Examine each line of the data. Copy the line if it includes the word "LogQuery".

▶

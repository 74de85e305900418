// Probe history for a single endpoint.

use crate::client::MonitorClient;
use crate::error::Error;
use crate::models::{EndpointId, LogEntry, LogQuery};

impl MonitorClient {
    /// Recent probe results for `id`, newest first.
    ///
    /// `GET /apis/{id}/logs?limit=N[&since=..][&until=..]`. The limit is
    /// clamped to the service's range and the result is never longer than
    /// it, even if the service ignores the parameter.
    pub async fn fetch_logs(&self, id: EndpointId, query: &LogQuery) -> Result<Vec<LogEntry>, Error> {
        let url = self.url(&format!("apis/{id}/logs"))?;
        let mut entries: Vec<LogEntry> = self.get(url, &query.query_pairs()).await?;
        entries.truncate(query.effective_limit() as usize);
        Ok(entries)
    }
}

◀

**COMPLETED TASK:**
use crate::models::{EndpointId, LogEntry, LogQuery};
    pub async fn fetch_logs(&self, id: EndpointId, query: &LogQuery) -> Result<Vec<LogEntry>, Error> {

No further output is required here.